Les libéraux étaient sur le point de prendre le contrôle de toute l’humanité; aujourd’hui, le libéralisme et le mondialisme s’effondrent partout. La Russie, la Chine, l’Inde, le monde islamique, les pays africains et l’Amérique latine — unis dans le BRICS — se sont levés précisément contre ce programme. L’élection de Donald Trump a été le premier grand coup porté à l’hégémonie libérale: dès son premier jour au pouvoir, il a rejeté les dogmes fondamentaux du projet libéral, y compris l’activisme LGBT et transgenre, ainsi que l’idéologie de la Critical Race Theory — celle du racisme anti-blanc qui avait envahi l’éducation et la culture occidentales. Tout ce paquet a été rejeté par la majorité de l’humanité non-occidentale, et maintenant aussi par l’Amérique elle-même. Seule l’Union européenne reste la dernière forteresse de ce pandémonium, bien que tous ses États membres ne partagent pas encore les mêmes convictions.

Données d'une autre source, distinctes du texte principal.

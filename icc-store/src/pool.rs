//! Bounded, reusable connections to Redis and the startup reachability wait.

use std::time::Duration;

use bb8::{ErrorSink, Pool, PooledConnection};
use bb8_redis::RedisConnectionManager;
use redis::RedisError;
use redis::aio::MultiplexedConnection;
use tokio::sync::watch;
use tokio::time::Instant;
use tokio_util::sync::CancellationToken;
use tracing::{debug, info, trace, warn};

use crate::config::StoreConfig;
use crate::error::{Error, Result};
use crate::traits::Store;

/// A pooled connection. Returned to the pool when dropped.
pub type Connection<'a> = PooledConnection<'a, RedisConnectionManager>;

/// Receives the connection errors bb8 hits outside any caller's future.
///
/// Every error is logged and published to the callers parked in
/// [`ConnectionManager::acquire`].
#[derive(Debug, Clone)]
struct ConnectFailures {
    latest: watch::Sender<Option<String>>,
}

impl ConnectFailures {
    fn new() -> Self {
        Self {
            latest: watch::Sender::new(None),
        }
    }
}

impl ErrorSink<RedisError> for ConnectFailures {
    fn sink(&self, error: RedisError) {
        warn!(error = %error, "Redis connection attempt failed");
        self.latest.send_replace(Some(error.to_string()));
    }

    fn boxed_clone(&self) -> Box<dyn ErrorSink<RedisError>> {
        Box::new(self.clone())
    }
}

/// Hands out connections from a bounded pool.
///
/// `acquire` waits while all `max_connections` are checked out. Up to
/// `min_idle` connections are kept warm and idle ones are closed after
/// `idle_timeout`. Building the manager never touches the network, so an
/// unreachable Redis is only reported by the calls that need it: a connect
/// attempt that fails while `acquire` waits fails that `acquire` with the
/// connect error.
#[derive(Clone)]
pub struct ConnectionManager {
    pool: Pool<RedisConnectionManager>,
    failures: ConnectFailures,
}

impl ConnectionManager {
    /// Build the pool from configuration.
    pub fn new(config: &StoreConfig) -> Result<Self> {
        config.validate()?;

        let manager = RedisConnectionManager::new(config.url.as_str())
            .map_err(|e| Error::Config(format!("invalid redis url {:?}: {e}", config.url)))?;

        let failures = ConnectFailures::new();
        let pool = Pool::builder()
            .max_size(config.max_connections)
            .min_idle(Some(config.min_idle))
            .idle_timeout(Some(config.idle_timeout))
            .connection_timeout(config.acquire_timeout)
            .retry_connection(false)
            .error_sink(failures.boxed_clone())
            .build_unchecked(manager);

        info!(
            url = %config.url,
            max_connections = config.max_connections,
            min_idle = config.min_idle,
            "Created redis connection pool"
        );

        Ok(Self { pool, failures })
    }

    /// Check out a connection, waiting while the pool is saturated.
    ///
    /// Gives up after `acquire_timeout`, or as soon as a connect attempt
    /// fails while waiting.
    pub async fn acquire(&self) -> Result<Connection<'_>> {
        let mut failures = self.failures.latest.subscribe();

        tokio::select! {
            conn = self.pool.get() => Ok(conn?),
            Ok(()) = failures.changed() => {
                let cause = failures.borrow_and_update().clone().unwrap_or_default();
                Err(Error::Connection(format!("failed to connect to redis: {cause}")))
            }
        }
    }

    /// Open a connection that is not managed by the pool.
    ///
    /// Blocking reads use these so a parked `XREAD` never occupies a pooled
    /// slot. Dropping the connection closes its socket.
    pub async fn dedicated(&self) -> Result<MultiplexedConnection> {
        Ok(self.pool.dedicated_connection().await?)
    }

    /// Connections currently open, idle ones included.
    #[must_use]
    pub fn open_connections(&self) -> u32 {
        self.pool.state().connections
    }
}

/// Probe the store every `interval` until it answers or `cancel` fires.
///
/// Returns `true` once the store is reachable and `false` if cancelled
/// first. A probe that has not answered within `interval` counts as failed.
/// Failed probes are logged and retried, never returned.
pub async fn wait_until_reachable<S: Store + ?Sized>(
    store: &S,
    cancel: &CancellationToken,
    interval: Duration,
) -> bool {
    let mut attempts: u32 = 0;

    loop {
        attempts += 1;
        let deadline = Instant::now() + interval;

        let probe = tokio::select! {
            biased;
            _ = cancel.cancelled() => break,
            probe = tokio::time::timeout_at(deadline, store.ping()) => probe,
        };

        match probe {
            Ok(Ok(())) => {
                debug!(attempts, "Store is reachable");
                return true;
            }
            Ok(Err(e)) => info!(error = %e, "Waiting for store"),
            Err(_) => info!(timeout = ?interval, "Waiting for store, probe timed out"),
        }

        tokio::select! {
            biased;
            _ = cancel.cancelled() => break,
            _ = tokio::time::sleep_until(deadline) => {
                trace!(attempt = attempts, "Retrying store probe");
            }
        }
    }

    debug!(attempts, "Stopped waiting for store");
    false
}

#[cfg(test)]
mod tests {
    use std::sync::Arc;
    use std::sync::atomic::{AtomicU32, Ordering};

    use async_trait::async_trait;

    use super::*;
    use crate::memory::InMemoryStore;
    use crate::traits::{EntryId, StreamEntry, Timestamp};

    /// A store whose probes never answer, like a host that drops packets.
    #[derive(Default)]
    struct StalledProbe {
        inner: InMemoryStore,
        pings: AtomicU32,
    }

    impl StalledProbe {
        fn pings(&self) -> u32 {
            self.pings.load(Ordering::SeqCst)
        }
    }

    #[async_trait]
    impl Store for StalledProbe {
        type Blocking = ();

        async fn ping(&self) -> Result<()> {
            self.pings.fetch_add(1, Ordering::SeqCst);
            std::future::pending().await
        }

        async fn append(&self, stream: &str, payload: &[u8]) -> Result<EntryId> {
            self.inner.append(stream, payload).await
        }

        async fn last_entry_id(&self, stream: &str) -> Result<Option<EntryId>> {
            self.inner.last_entry_id(stream).await
        }

        async fn blocking_connection(&self) -> Result<()> {
            self.inner.blocking_connection().await
        }

        async fn read_next(
            &self,
            conn: &mut (),
            stream: &str,
            after: EntryId,
        ) -> Result<StreamEntry> {
            self.inner.read_next(conn, stream, after).await
        }

        async fn upsert_scored(&self, set: &str, score: Timestamp, member: &str) -> Result<()> {
            self.inner.upsert_scored(set, score, member).await
        }

        async fn range_by_score(&self, set: &str, min: Timestamp) -> Result<Vec<String>> {
            self.inner.range_by_score(set, min).await
        }

        async fn remove_range_by_score(&self, set: &str, max: Timestamp) -> Result<u64> {
            self.inner.remove_range_by_score(set, max).await
        }
    }

    #[tokio::test]
    async fn manager_builds_without_reachable_redis() {
        let config = StoreConfig::default().with_address("127.0.0.1:1");
        let manager = ConnectionManager::new(&config);
        assert!(manager.is_ok());
    }

    #[tokio::test]
    async fn manager_rejects_invalid_url() {
        let config = StoreConfig::default().with_url("not a url");
        assert!(matches!(
            ConnectionManager::new(&config),
            Err(Error::Config(_))
        ));
    }

    #[tokio::test]
    async fn manager_rejects_invalid_pool_bounds() {
        let config = StoreConfig::default().with_pool_size(1, 2);
        assert!(ConnectionManager::new(&config).is_err());
    }

    #[tokio::test]
    async fn acquire_reports_refused_connection_without_waiting() {
        let config = StoreConfig::default().with_address("127.0.0.1:1");
        let manager = ConnectionManager::new(&config).unwrap();

        let acquired = tokio::time::timeout(Duration::from_secs(5), manager.acquire())
            .await
            .expect("a refused connect should fail before acquire_timeout");
        let Err(err) = acquired else {
            panic!("connecting to a closed port should fail");
        };

        assert!(err.is_connectivity());
        assert!(err.to_string().contains("failed to connect"), "{err}");
    }

    #[tokio::test]
    async fn wait_returns_immediately_when_reachable() {
        let store = InMemoryStore::new();
        let cancel = CancellationToken::new();

        assert!(wait_until_reachable(&store, &cancel, Duration::from_millis(500)).await);
    }

    #[tokio::test]
    async fn wait_retries_until_reachable() {
        let store = Arc::new(InMemoryStore::new());
        store.set_reachable(false);
        let cancel = CancellationToken::new();

        let flipper = {
            let store = Arc::clone(&store);
            tokio::spawn(async move {
                tokio::time::sleep(Duration::from_millis(50)).await;
                store.set_reachable(true);
            })
        };

        let reached = tokio::time::timeout(
            Duration::from_secs(2),
            wait_until_reachable(store.as_ref(), &cancel, Duration::from_millis(10)),
        )
        .await
        .expect("should reach the store before the timeout");

        assert!(reached);
        flipper.await.unwrap();
    }

    #[tokio::test]
    async fn wait_stops_when_cancelled() {
        let store = InMemoryStore::new();
        store.set_reachable(false);
        let cancel = CancellationToken::new();

        let canceller = {
            let cancel = cancel.clone();
            tokio::spawn(async move {
                tokio::time::sleep(Duration::from_millis(30)).await;
                cancel.cancel();
            })
        };

        let reached = tokio::time::timeout(
            Duration::from_secs(2),
            wait_until_reachable(&store, &cancel, Duration::from_secs(60)),
        )
        .await
        .expect("cancellation should interrupt the probe interval");

        assert!(!reached);
        canceller.await.unwrap();
    }

    #[tokio::test]
    async fn wait_stops_when_cancelled_during_probe() {
        let store = StalledProbe::default();
        let cancel = CancellationToken::new();

        let canceller = {
            let cancel = cancel.clone();
            tokio::spawn(async move {
                tokio::time::sleep(Duration::from_millis(20)).await;
                cancel.cancel();
            })
        };

        let started = std::time::Instant::now();
        let reached = tokio::time::timeout(
            Duration::from_secs(2),
            wait_until_reachable(&store, &cancel, Duration::from_secs(60)),
        )
        .await
        .expect("cancellation should interrupt an unanswered probe");

        assert!(!reached);
        assert!(started.elapsed() < Duration::from_millis(500));
        assert_eq!(store.pings(), 1);
        canceller.await.unwrap();
    }

    #[tokio::test(start_paused = true)]
    async fn unanswered_probes_are_retried_every_interval() {
        let store = StalledProbe::default();
        let cancel = CancellationToken::new();

        let canceller = {
            let cancel = cancel.clone();
            tokio::spawn(async move {
                tokio::time::sleep(Duration::from_millis(1050)).await;
                cancel.cancel();
            })
        };

        let reached = wait_until_reachable(&store, &cancel, Duration::from_millis(100)).await;

        assert!(!reached);
        // Probes start at 0ms, 100ms, ..., 1000ms.
        assert!((10..=11).contains(&store.pings()), "pings: {}", store.pings());
        canceller.await.unwrap();
    }
}
use serde::{Deserialize, Serialize};
use std::path::PathBuf;
use std::str::FromStr;

pub mod annotate;
pub mod colors;
pub mod error;
pub mod gutter;
pub mod image_info;

pub use annotate::*;
pub use colors::*;
pub use error::{AnnotateError, Result};
pub use gutter::*;
pub use image_info::*;

pub const DEFAULT_IMAGE_RATIO: f32 = 0.6;
pub const DEFAULT_SEPARATOR_WIDTH: f32 = 2.0;

#[derive(Debug, Clone, Copy, PartialEq, Serialize, Deserialize)]
pub struct Point {
    pub x: f32,
    pub y: f32,
}

impl Point {
    pub fn new(x: f32, y: f32) -> Self {
        Self { x, y }
    }

    pub fn distance(self, other: Point) -> f32 {
        let dx = self.x - other.x;
        let dy = self.y - other.y;
        (dx * dx + dy * dy).sqrt()
    }
}

/// Edge-based box in canvas units, used for the board image and the
/// user-drawn marker rectangles.
#[derive(Debug, Clone, Copy, PartialEq, Serialize, Deserialize)]
pub struct Bounds {
    pub left: f32,
    pub top: f32,
    pub right: f32,
    pub bottom: f32,
}

impl Bounds {
    pub fn new(left: f32, top: f32, right: f32, bottom: f32) -> Self {
        Self {
            left,
            top,
            right,
            bottom,
        }
    }

    pub fn width(&self) -> f32 {
        self.right - self.left
    }

    pub fn height(&self) -> f32 {
        self.bottom - self.top
    }

    pub fn area(&self) -> f32 {
        self.width() * self.height()
    }

    pub fn center_x(&self) -> f32 {
        0.5 * (self.left + self.right)
    }

    pub fn center_y(&self) -> f32 {
        0.5 * (self.top + self.bottom)
    }

    pub fn corners(&self) -> [Point; 4] {
        [
            Point::new(self.left, self.top),
            Point::new(self.right, self.top),
            Point::new(self.left, self.bottom),
            Point::new(self.right, self.bottom),
        ]
    }
}

/// Origin-plus-extent box in canvas units, the shape of every placement
/// record handed to the renderer.
#[derive(Debug, Clone, Copy, PartialEq, Serialize, Deserialize)]
pub struct Rect {
    pub x: f32,
    pub y: f32,
    pub width: f32,
    pub height: f32,
}

impl Rect {
    pub fn new(x: f32, y: f32, width: f32, height: f32) -> Self {
        Self {
            x,
            y,
            width,
            height,
        }
    }
}

/// Affine transform in SVG matrix order (a b c d e f).
#[derive(Debug, Clone, Copy, PartialEq, Serialize, Deserialize)]
pub struct Transform {
    pub a: f32,
    pub b: f32,
    pub c: f32,
    pub d: f32,
    pub e: f32,
    pub f: f32,
}

impl Transform {
    pub const IDENTITY: Transform = Transform {
        a: 1.0,
        b: 0.0,
        c: 0.0,
        d: 1.0,
        e: 0.0,
        f: 0.0,
    };

    pub fn translate(tx: f32, ty: f32) -> Self {
        Transform {
            e: tx,
            f: ty,
            ..Self::IDENTITY
        }
    }

    pub fn apply(&self, point: Point) -> Point {
        Point {
            x: self.a * point.x + self.c * point.y + self.e,
            y: self.b * point.x + self.d * point.y + self.f,
        }
    }
}

impl Default for Transform {
    fn default() -> Self {
        Self::IDENTITY
    }
}

/// One image in the host document; `board` marks the image explicitly
/// flagged as the reference board.
#[derive(Debug, Clone, PartialEq, Serialize, Deserialize)]
pub struct CanvasImage {
    pub id: String,
    pub bounds: Bounds,
    #[serde(default)]
    pub board: bool,
}

#[derive(Debug, Clone, Copy, PartialEq, Serialize, Deserialize)]
pub struct ReferenceGeometry {
    pub canvas_width: f32,
    pub canvas_height: f32,
    pub board: Bounds,
}

impl ReferenceGeometry {
    pub fn new(canvas_width: f32, canvas_height: f32, board: Bounds) -> Self {
        Self {
            canvas_width,
            canvas_height,
            board,
        }
    }

    /// Pick the reference board image: the one explicitly flagged, or the
    /// largest image in the document.
    pub fn locate(canvas_width: f32, canvas_height: f32, images: &[CanvasImage]) -> Result<Self> {
        let board = match images.iter().find(|image| image.board) {
            Some(flagged) => flagged,
            None => images
                .iter()
                .reduce(|best, image| {
                    if image.bounds.area() > best.bounds.area() {
                        image
                    } else {
                        best
                    }
                })
                .ok_or(AnnotateError::NoReferenceImage)?,
        };

        Ok(Self {
            canvas_width,
            canvas_height,
            board: board.bounds,
        })
    }
}

#[derive(Debug, Clone, PartialEq, Serialize, Deserialize)]
pub struct ChipImage {
    pub width: f32,
    pub height: f32,
    #[serde(default, skip_serializing_if = "Option::is_none")]
    pub path: Option<PathBuf>,
}

/// Catalog entry a marker rectangle can be matched to.
#[derive(Debug, Clone, PartialEq, Serialize, Deserialize)]
pub struct Chip {
    pub name: String,
    #[serde(default)]
    pub description: String,
    #[serde(default, skip_serializing_if = "Option::is_none")]
    pub image: Option<ChipImage>,
}

impl Chip {
    pub fn new(name: impl Into<String>, description: impl Into<String>) -> Self {
        Self {
            name: name.into(),
            description: description.into(),
            image: None,
        }
    }

    /// Pixel dimensions of the chip photo, 0x0 when there is none.
    pub fn image_size(&self) -> (f32, f32) {
        self.image
            .as_ref()
            .map(|image| (image.width, image.height))
            .unwrap_or((0.0, 0.0))
    }

    pub fn has_image(&self) -> bool {
        self.image
            .as_ref()
            .is_some_and(|image| image.width > 0.0 && image.height > 0.0)
    }
}

/// A user-drawn rectangle identifying a chip location on the board.
#[derive(Debug, Clone, PartialEq, Serialize, Deserialize)]
pub struct MarkerRect {
    pub id: String,
    pub bounds: Bounds,
    #[serde(default)]
    pub transform: Transform,
}

impl MarkerRect {
    pub fn new(id: impl Into<String>, bounds: Bounds) -> Self {
        Self {
            id: id.into(),
            bounds,
            transform: Transform::IDENTITY,
        }
    }

    pub fn corners(&self) -> [Point; 4] {
        self.bounds
            .corners()
            .map(|corner| self.transform.apply(corner))
    }

    /// Center of the transformed corners' bounding box.
    pub fn center(&self) -> Point {
        let corners = self.corners();
        let (mut min_x, mut min_y) = (f32::INFINITY, f32::INFINITY);
        let (mut max_x, mut max_y) = (f32::NEG_INFINITY, f32::NEG_INFINITY);
        for corner in corners {
            min_x = min_x.min(corner.x);
            min_y = min_y.min(corner.y);
            max_x = max_x.max(corner.x);
            max_y = max_y.max(corner.y);
        }
        Point::new(0.5 * (min_x + max_x), 0.5 * (min_y + max_y))
    }
}

/// The pairing of one marker rectangle with one chip name.
#[derive(Debug, Clone, PartialEq, Serialize, Deserialize)]
pub struct Assignment {
    pub marker: MarkerRect,
    pub chip: String,
    #[serde(default)]
    pub reverse: bool,
}

impl Assignment {
    pub fn new(marker: MarkerRect, chip: impl Into<String>) -> Self {
        Self {
            marker,
            chip: chip.into(),
            reverse: false,
        }
    }
}

#[derive(Debug, Clone, Copy, PartialEq, Eq, Serialize, Deserialize)]
#[serde(rename_all = "lowercase")]
pub enum GutterOrientation {
    Horizontal,
    Vertical,
}

impl FromStr for GutterOrientation {
    type Err = AnnotateError;

    fn from_str(value: &str) -> Result<Self> {
        match value {
            "horizontal" => Ok(GutterOrientation::Horizontal),
            "vertical" => Ok(GutterOrientation::Vertical),
            other => Err(AnnotateError::InvalidOrientation(other.to_string())),
        }
    }
}

#[derive(Debug, Clone, PartialEq, Serialize, Deserialize)]
pub struct LayoutConfig {
    pub orientation: GutterOrientation,
    #[serde(default = "default_image_ratio")]
    pub image_ratio: f32,
    #[serde(default = "default_separator_width")]
    pub separator_width: f32,
    #[serde(default)]
    pub palette: PaletteConfig,
}

impl LayoutConfig {
    pub fn new(orientation: GutterOrientation) -> Self {
        Self {
            orientation,
            image_ratio: DEFAULT_IMAGE_RATIO,
            separator_width: DEFAULT_SEPARATOR_WIDTH,
            palette: PaletteConfig::default(),
        }
    }
}

fn default_image_ratio() -> f32 {
    DEFAULT_IMAGE_RATIO
}

fn default_separator_width() -> f32 {
    DEFAULT_SEPARATOR_WIDTH
}

/// Order assignments by marker center along the gutter pair's primary axis:
/// left to right for a horizontal pair, top to bottom for a vertical one.
pub fn sort_assignments(assignments: &mut [Assignment], orientation: GutterOrientation) {
    match orientation {
        GutterOrientation::Horizontal => {
            assignments.sort_by(|a, b| a.marker.center().x.total_cmp(&b.marker.center().x));
        }
        GutterOrientation::Vertical => {
            assignments.sort_by(|a, b| a.marker.center().y.total_cmp(&b.marker.center().y));
        }
    }
}

#[cfg(test)]
mod tests {
    use super::*;

    #[test]
    fn transform_maps_corners() {
        let marker = MarkerRect {
            id: "rect1".to_string(),
            bounds: Bounds::new(10.0, 20.0, 30.0, 40.0),
            transform: Transform::translate(5.0, -5.0),
        };

        let corners = marker.corners();
        assert_eq!(corners[0], Point::new(15.0, 15.0));
        assert_eq!(corners[3], Point::new(35.0, 35.0));
        assert_eq!(marker.center(), Point::new(25.0, 25.0));
    }

    #[test]
    fn locate_prefers_flagged_board() {
        let images = vec![
            CanvasImage {
                id: "big".to_string(),
                bounds: Bounds::new(0.0, 0.0, 900.0, 900.0),
                board: false,
            },
            CanvasImage {
                id: "board".to_string(),
                bounds: Bounds::new(100.0, 100.0, 300.0, 300.0),
                board: true,
            },
        ];

        let geometry = ReferenceGeometry::locate(1000.0, 1000.0, &images).unwrap();
        assert_eq!(geometry.board, Bounds::new(100.0, 100.0, 300.0, 300.0));
    }

    #[test]
    fn locate_falls_back_to_largest_image() {
        let images = vec![
            CanvasImage {
                id: "small".to_string(),
                bounds: Bounds::new(0.0, 0.0, 10.0, 10.0),
                board: false,
            },
            CanvasImage {
                id: "big".to_string(),
                bounds: Bounds::new(200.0, 200.0, 800.0, 800.0),
                board: false,
            },
        ];

        let geometry = ReferenceGeometry::locate(1000.0, 1000.0, &images).unwrap();
        assert_eq!(geometry.board, Bounds::new(200.0, 200.0, 800.0, 800.0));
    }

    #[test]
    fn locate_without_images_fails() {
        let result = ReferenceGeometry::locate(1000.0, 1000.0, &[]);
        assert!(matches!(result, Err(AnnotateError::NoReferenceImage)));
    }

    #[test]
    fn orientation_parses_known_tokens_only() {
        assert_eq!(
            "horizontal".parse::<GutterOrientation>().unwrap(),
            GutterOrientation::Horizontal
        );
        assert_eq!(
            "vertical".parse::<GutterOrientation>().unwrap(),
            GutterOrientation::Vertical
        );
        assert!(matches!(
            "diagonal".parse::<GutterOrientation>(),
            Err(AnnotateError::InvalidOrientation(value)) if value == "diagonal"
        ));
    }

    #[test]
    fn config_defaults_fill_in_missing_fields() {
        let config: LayoutConfig =
            serde_json::from_str(r#"{"orientation": "horizontal"}"#).unwrap();
        assert_eq!(config.orientation, GutterOrientation::Horizontal);
        assert_eq!(config.image_ratio, DEFAULT_IMAGE_RATIO);
        assert_eq!(config.separator_width, DEFAULT_SEPARATOR_WIDTH);
        assert_eq!(config.palette, PaletteConfig::default());
    }

    #[test]
    fn assignments_sort_along_primary_axis() {
        let marker = |id: &str, left: f32, top: f32| {
            MarkerRect::new(id, Bounds::new(left, top, left + 20.0, top + 20.0))
        };
        let mut assignments = vec![
            Assignment::new(marker("c", 500.0, 10.0), "C"),
            Assignment::new(marker("a", 100.0, 600.0), "A"),
            Assignment::new(marker("b", 300.0, 300.0), "B"),
        ];

        sort_assignments(&mut assignments, GutterOrientation::Horizontal);
        let ids: Vec<&str> = assignments
            .iter()
            .map(|assignment| assignment.marker.id.as_str())
            .collect();
        assert_eq!(ids, ["a", "b", "c"]);

        sort_assignments(&mut assignments, GutterOrientation::Vertical);
        let ids: Vec<&str> = assignments
            .iter()
            .map(|assignment| assignment.marker.id.as_str())
            .collect();
        assert_eq!(ids, ["c", "b", "a"]);
    }
}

Il n’est donc pas surprenant que le paradigme libéral ait également disparu au Japon — longtemps considéré comme un pays intégré dans le monde occidental centré sur l’Amérique. À l’instar des Etats-Unis trumpistes, le Japon a élu une femme qu’on peut qualifier de « Trumpiste » — ou peut-être de «Trumpiste japonaise ». Sanae Takaichi incarne des valeurs traditionnelles: elle voit le mariage comme une union entre un homme et une femme, elle trouve normal que les femmes prenant le nom de leur mari après le mariage, et vise le « zéro immigration » — ce qui signifie que les migrants illégaux et légaux devraient être expulsés du Japon.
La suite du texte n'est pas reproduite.